(Items from a data source)
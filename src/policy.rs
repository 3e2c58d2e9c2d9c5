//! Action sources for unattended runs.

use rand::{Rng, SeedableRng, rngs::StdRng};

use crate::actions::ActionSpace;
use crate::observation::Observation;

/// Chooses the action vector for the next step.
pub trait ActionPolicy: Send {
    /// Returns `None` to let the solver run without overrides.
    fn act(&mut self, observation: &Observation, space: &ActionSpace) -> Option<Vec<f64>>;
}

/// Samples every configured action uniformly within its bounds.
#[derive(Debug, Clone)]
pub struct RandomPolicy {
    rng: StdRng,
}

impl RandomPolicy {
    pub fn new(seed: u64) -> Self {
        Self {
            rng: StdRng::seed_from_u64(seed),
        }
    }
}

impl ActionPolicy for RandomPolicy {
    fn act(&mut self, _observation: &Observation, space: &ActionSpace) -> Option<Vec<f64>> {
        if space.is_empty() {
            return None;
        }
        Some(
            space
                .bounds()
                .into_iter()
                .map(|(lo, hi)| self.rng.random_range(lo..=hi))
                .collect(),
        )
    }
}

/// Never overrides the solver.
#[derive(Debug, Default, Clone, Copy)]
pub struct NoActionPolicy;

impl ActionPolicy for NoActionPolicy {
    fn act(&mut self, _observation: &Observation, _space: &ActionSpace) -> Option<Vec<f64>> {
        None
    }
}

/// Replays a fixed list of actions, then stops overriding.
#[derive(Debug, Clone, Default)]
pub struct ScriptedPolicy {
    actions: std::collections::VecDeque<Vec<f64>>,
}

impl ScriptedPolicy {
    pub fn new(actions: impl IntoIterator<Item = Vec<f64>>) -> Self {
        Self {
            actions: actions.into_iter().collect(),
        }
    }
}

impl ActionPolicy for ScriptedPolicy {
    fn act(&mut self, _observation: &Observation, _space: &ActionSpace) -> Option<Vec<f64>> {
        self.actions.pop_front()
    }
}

* * *

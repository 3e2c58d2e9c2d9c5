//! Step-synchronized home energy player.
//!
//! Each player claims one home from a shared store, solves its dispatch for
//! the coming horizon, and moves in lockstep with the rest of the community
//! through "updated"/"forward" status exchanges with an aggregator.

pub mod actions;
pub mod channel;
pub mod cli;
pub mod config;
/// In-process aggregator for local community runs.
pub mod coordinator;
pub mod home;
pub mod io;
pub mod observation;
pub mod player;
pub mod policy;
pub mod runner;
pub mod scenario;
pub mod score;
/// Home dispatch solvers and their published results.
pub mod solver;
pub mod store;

= Activity =
If a line in the records above contains the string "community", copy that line out.

= Response below =
//! the coming horizon, and moves in lockstep with the rest of the community
/// In-process aggregator for local community runs.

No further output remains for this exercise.